Lancés en 2008 dans le but de distinguer de jeunes bioinformaticiens en Suisse, les SIB Bioinformatics Awards ont depuis parcouru un long chemin : d'un seul prix national à trois prix différents aujourd'hui, récompensant 1) des bioinformaticiens internationaux en début de carrière (SIB Early Career Bioinformatician Award), 2) l'excellence au sein de la communauté suisse des doctorants (SIB Best Swiss Bioinformatics Graduate Paper Award) et 3) des ressources bioinformatiques innovantes (SIB Bioinformatics Resource Innovation Award). Au fil des ans, 21 prix ont été décernés, récompensant neuf lauréats pour leur début de carrière exceptionnel, dix étudiants diplômés pour l'excellence de leurs publications et deux ressources bioinformatiques pour leur caractère innovant.
En 2019, les SIB Bioinformatics Awards seront décernés pour la10e fois, ce qui sera l'occasion de retrouver les anciens lauréats et de leur demander où ils en sont dans leur carrière : cette interview fait partie d'une série qui vous invite à rencontrer les anciens lauréats des SIB Bioinformatics Awards.

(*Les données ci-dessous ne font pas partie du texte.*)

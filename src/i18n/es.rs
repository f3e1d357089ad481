//! Spanish translations

use super::Key;
use once_cell::sync::Lazy;
use std::collections::HashMap;

static TRANSLATIONS: Lazy<HashMap<Key, &'static str>> = Lazy::new(|| {
    let mut m = HashMap::new();

    // App
    m.insert(Key::AppName, "Formulario");

    // Form page
    m.insert(Key::FormTitle, "Formulario de Ejemplo");
    m.insert(Key::FieldNumberLabel, "Número:");
    m.insert(Key::FieldNumberPlaceholder, "Ingrese un número");
    m.insert(Key::FieldAmountLabel, "Monto S/:");
    m.insert(Key::FieldAmountPlaceholder, "Ingrese el monto");
    m.insert(Key::FieldMessageLabel, "Mensaje:");
    m.insert(Key::FieldMessagePlaceholder, "Escriba su mensaje");
    m.insert(Key::SubmitButton, "ENVIAR");

    // Alerts
    m.insert(Key::AlertErrorTitle, "Error");
    m.insert(
        Key::AlertMissingRequired,
        "Por favor complete los campos requeridos",
    );
    m.insert(Key::AlertSentTitle, "Formulario Enviado");
    m.insert(Key::AlertDismiss, "OK");

    // Submission summary labels
    m.insert(Key::SummaryNumber, "Número");
    m.insert(Key::SummaryAmount, "Monto");
    m.insert(Key::SummaryMessage, "Mensaje");

    // Settings bar
    m.insert(Key::SettingsDarkMode, "Modo oscuro");
    m.insert(Key::SettingsLanguage, "Idioma");

    m
});

pub fn translations() -> &'static HashMap<Key, &'static str> {
    &TRANSLATIONS
}
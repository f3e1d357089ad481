//! Message update handlers - thin dispatcher delegating to submodules

mod form;
mod settings;

use iced::Task;

use super::{App, Message};

impl App {
    /// Handle messages by delegating to appropriate submodule handlers
    pub fn update(&mut self, message: Message) -> Task<Message> {
        // Try each handler in order until one handles the message
        if let Some(task) = self.handle_form(&message) {
            return task;
        }
        if let Some(task) = self.handle_settings(&message) {
            return task;
        }

        // Default: no task
        Task::none()
    }
}
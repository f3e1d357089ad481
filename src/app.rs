//! Main application module

mod message;
mod state;
mod update;
mod view;

use iced::{Task, Theme};

use crate::features::{FormFields, Settings};
use crate::i18n::{Key, Language, Locale};
pub use message::Message;
pub use state::{AlertState, App, CoreState, UiState};

impl App {
    /// Create new application instance
    pub fn new() -> (Self, Task<Message>) {
        // Load settings first to initialize locale correctly
        let settings = Settings::load();
        let locale = {
            let lang = if settings.display.language == "en" {
                Language::English
            } else {
                Language::Spanish
            };
            Locale::new(lang)
        };

        let app = Self {
            core: CoreState::new(settings, locale),
            form: FormFields::default(),
            ui: UiState::new(),
        };

        (app, Task::none())
    }

    /// Application theme from the persisted dark mode flag
    pub fn theme(&self) -> Theme {
        if self.core.settings.display.dark_mode {
            Theme::Dark
        } else {
            Theme::Light
        }
    }

    /// Window title
    pub fn title(&self) -> String {
        self.core.locale.get(Key::AppName).to_string()
    }
}

impl Default for App {
    fn default() -> Self {
        Self::new().0
    }
}
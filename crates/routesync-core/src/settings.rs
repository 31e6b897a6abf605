// # Settings File
//
// YAML persistence for [`Settings`] between runs.
//
// ## File Format
//
// ```yaml
// gateway: 192.168.1.1
// address: 192.168.88.1:8728
// username: admin
// ```
//
// ## Failure Handling
//
// - Missing file: defaults, not an error
// - Unparsable file: error from `load()`; callers usually log it and use defaults
// - Writes go to a temporary file that is then renamed over the real one, so
//   a crash mid-write never leaves a truncated file behind

use std::path::{Path, PathBuf};
use tokio::fs;
use tokio::io::AsyncWriteExt;

use crate::config::Settings;
use crate::{Error, Result};

/// A settings file at a fixed path
#[derive(Debug, Clone)]
pub struct SettingsFile {
    path: PathBuf,
}

impl SettingsFile {
    /// Point at `path`; nothing is read or created yet
    pub fn new<P: AsRef<Path>>(path: P) -> Self {
        Self {
            path: path.as_ref().to_path_buf(),
        }
    }

    /// Location of the file
    pub fn path(&self) -> &Path {
        &self.path
    }

    /// Read the settings, or defaults if the file does not exist
    pub async fn load(&self) -> Result<Settings> {
        if !self.path.exists() {
            tracing::debug!("Settings file does not exist: {}", self.path.display());
            return Ok(Settings::default());
        }

        let content = fs::read_to_string(&self.path).await.map_err(|e| {
            Error::config(format!(
                "Failed to read settings file {}: {}",
                self.path.display(),
                e
            ))
        })?;

        if content.trim().is_empty() {
            return Ok(Settings::default());
        }

        serde_yaml::from_str(&content).map_err(|e| {
            Error::config(format!(
                "Failed to parse settings file {}: {}",
                self.path.display(),
                e
            ))
        })
    }

    /// Write the settings atomically, creating the directory if needed
    pub async fn save(&self, settings: &Settings) -> Result<()> {
        if let Some(parent) = self.path.parent()
            && !parent.as_os_str().is_empty()
            && !parent.exists()
        {
            create_private_dir(parent).await?;
        }

        let yaml = serde_yaml::to_string(settings)?;

        let temp_path = self.temp_path();
        {
            let mut file = fs::File::create(&temp_path).await.map_err(|e| {
                Error::config(format!(
                    "Failed to create temp file {}: {}",
                    temp_path.display(),
                    e
                ))
            })?;
            file.write_all(yaml.as_bytes()).await?;
            file.flush().await?;
        }

        fs::rename(&temp_path, &self.path).await.map_err(|e| {
            Error::config(format!(
                "Failed to rename {} to {}: {}",
                temp_path.display(),
                self.path.display(),
                e
            ))
        })?;

        tracing::debug!("Settings written to {}", self.path.display());
        Ok(())
    }

    fn temp_path(&self) -> PathBuf {
        let mut temp = self.path.clone();
        temp.set_extension("tmp");
        temp
    }
}

#[cfg(unix)]
async fn create_private_dir(dir: &Path) -> Result<()> {
    let mut builder = fs::DirBuilder::new();
    builder.recursive(true).mode(0o700);
    builder.create(dir).await.map_err(|e| {
        Error::config(format!(
            "Failed to create settings directory {}: {}",
            dir.display(),
            e
        ))
    })
}

#[cfg(not(unix))]
async fn create_private_dir(dir: &Path) -> Result<()> {
    fs::create_dir_all(dir).await.map_err(|e| {
        Error::config(format!(
            "Failed to create settings directory {}: {}",
            dir.display(),
            e
        ))
    })
}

À quel stade de votre carrière étiez-vous lorsque vous avez reçu le prix SIB ? Qu'avez-vous ressenti ? Quel était le principal centre d'intérêt de vos recherches à cette époque ?
J'ai reçu ce prix peu après avoir terminé mon postdoc avec Henrik Kaessmann. Ce fut un sentiment incroyable de recevoir cette marque de reconnaissance de la part du SIB. À l'époque, mes recherches portaient sur l'évolution des transcriptomes chez les vertébrés. J'avais participé aux premières analyses comparatives à grande échelle des modèles d'expression des gènes codant pour des protéines et des répertoires d'ARN non codants longs chez les amniotes (Brawand, Soumillon, Necsulea et al., 2011 et Necsulea et al., 2014). Ces deux études nécessitaient des analyses détaillées d'énormes quantités de données de séquençage du transcriptome et constituaient donc un défi majeur du point de vue de la bioinformatique.

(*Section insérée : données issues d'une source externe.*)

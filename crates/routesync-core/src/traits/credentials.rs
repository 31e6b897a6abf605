// # Credential Store Trait
//
// Keeps router passwords out of the settings file.
//
// ## Implementations
//
// - In-memory: [`crate::credentials::MemoryCredentialStore`]
// - OS keychain: provided by the `routesync` binary
//
// Entries are keyed by (service, user). routesync uses the router address as
// the service and the router username as the user.

use crate::Error;

/// Trait for secret storage backends
///
/// # Security
///
/// Implementations MUST NOT log secret values.
pub trait CredentialStore: Send + Sync {
    /// Fetch the secret for `(service, user)`
    ///
    /// # Returns
    ///
    /// - `Ok(Some(secret))`: An entry exists
    /// - `Ok(None)`: No entry exists (not an error)
    /// - `Err(Error)`: The backend itself failed
    fn get(&self, service: &str, user: &str) -> Result<Option<String>, Error>;

    /// Store (or replace) the secret for `(service, user)`
    fn set(&self, service: &str, user: &str, secret: &str) -> Result<(), Error>;
}
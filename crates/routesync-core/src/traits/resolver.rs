// # Resolver Trait
//
// Turns a domain name into the set of addresses routes should point at.
//
// ## Implementations
//
// - System resolver: [`crate::resolver::SystemResolver`]

use async_trait::async_trait;
use std::net::IpAddr;

use crate::error::ResolveError;

/// Trait for DNS resolution
///
/// # Contract
///
/// - A successful lookup returns at least one address
/// - An empty answer is reported as [`ResolveError::NotFound`], never as `Ok(vec![])`
/// - Addresses are unique, in the order the resolver produced them
#[async_trait]
pub trait Resolver: Send + Sync {
    /// Resolve `name` to its current addresses (IPv4 and IPv6)
    async fn resolve(&self, name: &str) -> Result<Vec<IpAddr>, ResolveError>;
}
//! Route records and the rule that decides which routes routesync owns
//!
//! RouterOS route entries carry no free metadata besides `comment`, so a
//! managed route is recognised by its comment holding a hostname: the domain
//! the route was created for.

mod sanitize;

pub use sanitize::sanitize_domain;

use regex::Regex;
use serde::{Deserialize, Serialize};
use std::fmt;
use std::sync::LazyLock;

use crate::traits::Reply;

/// Labels of letters, digits and interior hyphens, joined by dots
static HOSTNAME: LazyLock<Regex> = LazyLock::new(|| {
    Regex::new(r"^(?i)[a-z0-9]([-a-z0-9]*[a-z0-9])?(\.[a-z0-9]([-a-z0-9]*[a-z0-9])?)*$")
        .expect("hostname pattern is valid")
});

/// Returns true if `comment` is shaped like a hostname
pub fn is_hostname(comment: &str) -> bool {
    HOSTNAME.is_match(comment)
}

/// One `/ip/route` entry as routesync sees it
#[derive(Debug, Clone, PartialEq, Eq, Serialize, Deserialize)]
pub struct RouteRecord {
    /// Router-assigned identifier (`.id`, e.g. `*1A`)
    pub id: String,
    /// Destination prefix (`dst-address`)
    pub destination: String,
    /// Next hop address or interface name
    pub gateway: String,
    /// Domain the route was created for, if managed
    pub comment: String,
}

impl RouteRecord {
    /// Map a print reply row; missing fields become empty strings
    pub fn from_reply(row: &Reply) -> Self {
        let field = |key: &str| row.get(key).cloned().unwrap_or_default();
        Self {
            id: field(".id"),
            destination: field("dst-address"),
            gateway: field("gateway"),
            comment: field("comment"),
        }
    }

    /// True if the comment names a domain, i.e. routesync created this route
    pub fn is_managed(&self) -> bool {
        is_hostname(&self.comment)
    }
}

impl fmt::Display for RouteRecord {
    fn fmt(&self, f: &mut fmt::Formatter<'_>) -> fmt::Result {
        write!(
            f,
            "Route ID: {}, Dst Address: {}, Gateway: {}, Comment: {}",
            self.id, self.destination, self.gateway, self.comment
        )
    }
}
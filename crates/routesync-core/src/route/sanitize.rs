//! Escaping for values placed into router API words

/// Escape every `=` as `\=` so the value cannot split an `=key=value` word
///
/// Nothing else is touched. The function is not idempotent: running it on an
/// already escaped string escapes again.
pub fn sanitize_domain(value: &str) -> String {
    value.replace('=', "\\=")
}
// # RouterOS API Client
//
// This crate implements [`RouterApi`](routesync_core::RouterApi) for a
// MikroTik router reached over the RouterOS API (plain TCP, port 8728 by
// default). Framing and login are handled by `mikrotik-rs`; this crate
// translates routesync commands and folds the responses into rows.
//
// ## Scope
//
// - One command at a time, replies collected until done
// - No TLS (API-SSL, port 8729), no retries, no timeouts beyond the OS
//   defaults
//
// ## Security
//
// - The password is handed to the device for login and never stored or logged
// - `RouterSession` has no Debug output beyond its name
//
// ## API Reference
//
// - https://help.mikrotik.com/docs/display/ROS/API

mod session;

pub use session::RouterSession;

use mikrotik_rs::MikrotikDevice;
use routesync_core::{Error, Result, RouterAddress};
use tracing::{debug, info};

/// Open an authenticated session to the router at `address`
///
/// `address` is `host[:port]`; bracket IPv6 literals (`[fe80::1]:8728`).
/// Without a port, 8728 is used.
///
/// # Errors
///
/// [`Error::Connection`] if the address is malformed, the TCP connection
/// cannot be established, or the router refuses the login.
pub async fn connect(address: &str, username: &str, password: &str) -> Result<RouterSession> {
    let address = RouterAddress::parse(address)?;
    let target = address.to_string();

    debug!("Connecting to router at {}", target);
    let device = MikrotikDevice::connect(target.as_str(), username, Some(password))
        .await
        .map_err(|e| Error::connection(format!("failed to connect to {}: {}", target, e)))?;

    info!("Connected to {} as {}", target, username);
    Ok(RouterSession::new(device))
}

Quels sont vos domaines de recherche actuels ?
Je m'intéresse (toujours) de manière générale à la génomique évolutive. Je me concentre actuellement sur l'évolution des paysages de régulation de l'expression génétique et son lien avec l'évolution des phénotypes chez les vertébrés.
Selon vous, quelle est la découverte la plus fascinante rendue possible par la bioinformatique ?
Il s'agit d'une question difficile qui peut avoir plusieurs réponses. De nos jours, la plupart des questions de recherche en biologie sont abordées en générant et en analysant de vastes quantités de données, grâce à des approches bioinformatiques et biostatistiques. Issu du domaine de la génomique évolutive, je dois mentionner la découverte précoce d'éléments génomiques non codants ultra-conservés, qui sont des séquences d'ADN presque identiques entre des espèces très divergentes telles que l'homme, la souris et le poulet, malgré des centaines de millions d'années d'évolution. Ces éléments ont été mis en évidence par des comparaisons évolutives de séquences génomiques, d'abord pour quelques gènes (Duret et al., 1993), puis à l'échelle du génome (Bejerano et al., 2004). Leur niveau extraordinaire de conservation évolutive est intrigant, car il suggère que les mutations qui perturbent ces séquences sont fortement délétères et sont rapidement éliminées par la sélection purificatrice. Les biologistes moléculaires tentent encore d'élucider les fonctions de ces séquences ultra-conservées, plusieurs années après leur identification initiale grâce à des approches bioinformatiques.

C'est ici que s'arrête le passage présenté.